Aim of the exercise.
Within these records, how many lines hold "that"? Give the number alone.

── Extracted data ──

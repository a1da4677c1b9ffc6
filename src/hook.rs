// Copyright (C) 2022-2025 Michael Herstine <sp1ff@pobox.com>
//
// This file is part of tracing-journalhook.
//
// tracing-journalhook is free software: you can redistribute it and/or modify it under the terms
// of the GNU General Public License as published by the Free Software Foundation, either version 3
// of the License, or (at your option) any later version.
//
// tracing-journalhook is distributed in the hope that it will be useful, but WITHOUT ANY WARRANTY;
// without even the implied warranty of MERCHANTABILITY or FITNESS FOR A PARTICULAR PURPOSE.  See
// the GNU General Public License for more details.
//
// You should have received a copy of the GNU General Public License along with
// tracing-journalhook.  If not, see <http://www.gnu.org/licenses/>.

//! The [`JournalHook`]: one [`LogEntry`] in, one journal entry out.
//!
//! # Introduction
//!
//! The translation from a [`LogEntry`] to a journal entry happens in four steps:
//!
//! 1. choosing the message (see [`resolve_message`]); if the entry has none but carries an `error`
//!    field, that error becomes the message
//!
//! 2. optionally flattening the whole entry to a single line of text via an [`EntryFormatter`]; if
//!    one is configured, its output replaces the message
//!
//! 3. mapping the entry's [`Level`] to a journal [`Priority`] & normalizing the remaining field
//!    names to something the journal will accept
//!
//! 4. handing the lot to the [`Transport`] in one blocking call
//!
//! Nothing is retried, buffered or dropped: whatever the [`Transport`] reports is returned from
//! [`JournalHook::fire`], and it is up to the caller to decide what to do about it.
//!
//! # Lifecycle
//!
//! A [`JournalHook`] owns its connection to the journal from construction until
//! [`JournalHook::shutdown`] (or [`ShutdownHandle::shutdown`]) is called, at which point the
//! connection is closed; exactly once, no matter how many times shutdown is requested. Entries
//! fired after that fail with [`Error::Closed`]. Since the hook itself usually disappears into a
//! [`Layer`](crate::layer::Layer), grab a [`ShutdownHandle`] first & hand it to whatever manages
//! the process' lifecycle:
//!
//! ```no_run
//! # #[cfg(target_os = "linux")]
//! # {
//! use tracing_journalhook::hook::JournalHook;
//!
//! let hook = JournalHook::try_default().unwrap();
//! let handle = hook.shutdown_handle();
//! // ... install the hook, run the application ...
//! handle.exit(0);
//! # }
//! ```

use crate::{
    entry::{Level, LogEntry},
    error::{Error, Result},
    formatter::EntryFormatter,
    message::resolve_message,
    normalize::normalize_fields,
    priority::{priority_for, Priority},
    transport::{Transport, MESSAGE, PRIORITY},
};

#[cfg(target_os = "linux")]
use crate::transport::JournalSocket;

use backtrace::Backtrace;

use std::sync::{
    atomic::{AtomicBool, Ordering},
    Arc,
};

////////////////////////////////////////////////////////////////////////////////////////////////////
//                                         the connection                                         //
////////////////////////////////////////////////////////////////////////////////////////////////////

struct Connection<T: Transport> {
    transport: T,
    closed: AtomicBool,
}

impl<T: Transport> Connection<T> {
    fn is_closed(&self) -> bool {
        self.closed.load(Ordering::Acquire)
    }
}

/// Type-erased access to a [`Connection`], so that [`ShutdownHandle`] needn't carry the
/// [`Transport`] type around.
trait Close: Send + Sync {
    fn close_once(&self) -> Result<()>;
}

impl<T: Transport> Close for Connection<T> {
    fn close_once(&self) -> Result<()> {
        if self.closed.swap(true, Ordering::AcqRel) {
            return Ok(());
        }
        self.transport.close()
    }
}

/// A cloneable means of shutting down a [`JournalHook`]'s connection from elsewhere.
#[derive(Clone)]
pub struct ShutdownHandle {
    connection: Arc<dyn Close>,
}

impl ShutdownHandle {
    /// Close the journal connection; only the first call (across all handles & the hook itself)
    /// has any effect.
    pub fn shutdown(&self) -> Result<()> {
        self.connection.close_once()
    }
    /// Close the journal connection & exit the process with `code`.
    pub fn exit(self, code: i32) -> ! {
        if let Err(err) = self.shutdown() {
            ::tracing::error!("While closing the journal connection, got {}", err);
        }
        std::process::exit(code)
    }
}

////////////////////////////////////////////////////////////////////////////////////////////////////
//                                        struct JournalHook                                      //
////////////////////////////////////////////////////////////////////////////////////////////////////

/// Field carrying the application's name
pub const SYSLOG_IDENTIFIER: &str = "SYSLOG_IDENTIFIER";
/// Fields carrying the call site
pub const CODE_FILE: &str = "CODE_FILE";
pub const CODE_LINE: &str = "CODE_LINE";
pub const CODE_FUNC: &str = "CODE_FUNC";
/// Prepended to entry fields whose names collide with a field the hook writes itself
pub const USER_FIELD_PREFIX: &str = "USER_";

/// Forwards [`LogEntry`]s to the systemd journal (or anything else implementing [`Transport`]).
pub struct JournalHook<T: Transport> {
    connection: Arc<Connection<T>>,
    levels: Vec<Level>,
    formatter: Option<Box<dyn EntryFormatter>>,
    syslog_identifier: Option<String>,
    caller_fields: bool,
}

pub struct JournalHookBuilder<T: Transport> {
    transport: T,
    levels: Vec<Level>,
    formatter: Option<Box<dyn EntryFormatter>>,
    syslog_identifier: Option<String>,
    caller_fields: bool,
}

───

Exercise solution.
4